Stored data:
◇ ◇ ◇ ◇
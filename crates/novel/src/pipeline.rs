use lightnovel_common::Result;
use lightnovel_llm::{GenerateRequest, LlmClient};
use std::path::{Path, PathBuf};
use std::sync::Arc;
use tracing::{debug, info};

use crate::assemble::assemble;
use crate::draft::{word_count, NovelDraft, Stage};
use crate::export::export_novel;
use crate::input::NovelRequest;
use crate::prompt::{build_prompt, PromptSettings};

/// Observer for stage-level progress
pub trait GenerationProgress: Send + Sync {
    /// Called before the backend is asked for `stage` (`index` is 0-based)
    fn stage_started(&self, _stage: Stage, _index: usize, _total: usize) {}

    /// Called once `stage` has been stored in the draft
    fn stage_finished(&self, _stage: Stage, _words: usize) {}
}

/// Progress observer that ignores everything
#[derive(Debug, Default, Clone, Copy)]
pub struct NoProgress;

impl GenerationProgress for NoProgress {}

/// Result of a completed run
#[derive(Debug, Clone)]
pub struct NovelOutput {
    /// Where the novel was written
    pub path: PathBuf,

    /// Number of chapters in the document
    pub chapters: usize,

    /// Total words across all chapters
    pub words: usize,
}

/// Sequential generation pipeline: characters, outline, then each chapter
pub struct NovelPipeline {
    client: Arc<dyn LlmClient>,
    model: String,
    settings: PromptSettings,
    progress: Arc<dyn GenerationProgress>,
}

impl NovelPipeline {
    /// Create pipeline that sends every stage to `model`
    pub fn new(client: Arc<dyn LlmClient>, model: impl Into<String>) -> Self {
        Self {
            client,
            model: model.into(),
            settings: PromptSettings::default(),
            progress: Arc::new(NoProgress),
        }
    }

    pub fn with_settings(mut self, settings: PromptSettings) -> Self {
        self.settings = settings;
        self
    }

    pub fn with_progress(mut self, progress: Arc<dyn GenerationProgress>) -> Self {
        self.progress = progress;
        self
    }

    /// Run every stage and return the completed draft
    ///
    /// The first failing stage aborts the run.
    pub async fn generate(&self, request: NovelRequest) -> Result<NovelDraft> {
        info!(
            "Starting novel generation: \"{}\" ({} chapters, model {})",
            request.title, request.chapter_count, self.model
        );

        let stages = Stage::plan(request.chapter_count);
        let total = Stage::total(request.chapter_count);
        let mut draft = NovelDraft::new(request);

        for (index, stage) in stages.enumerate() {
            self.progress.stage_started(stage, index, total);
            info!("Generating {} ({}/{})", stage, index + 1, total);

            let prompt = build_prompt(stage, &draft, &self.settings)?;
            debug!("Prompt for {} - Length: {}", stage, prompt.len());

            let text = self
                .client
                .generate(GenerateRequest::new(&self.model, prompt))
                .await?;
            let words = word_count(&text);
            debug!("Generated {} - {} words", stage, words);

            draft.record(stage, text)?;
            self.progress.stage_finished(stage, words);
        }

        info!("Generation complete: {} words in chapters", draft.word_count());
        Ok(draft)
    }

    /// Generate, assemble and export the novel to `output_path`
    ///
    /// Nothing is written unless every stage succeeded.
    pub async fn run(&self, request: NovelRequest, output_path: &Path) -> Result<NovelOutput> {
        let draft = self.generate(request).await?;
        let document = assemble(&draft)?;
        let path = export_novel(&document, output_path).await?;

        Ok(NovelOutput {
            path,
            chapters: draft.chapters().len(),
            words: draft.word_count(),
        })
    }
}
◇ ◇ ◇ ◇
Exercise details: For the string "written", work out how many lines of the entries contain it and reply with that number alone.

Your response: 2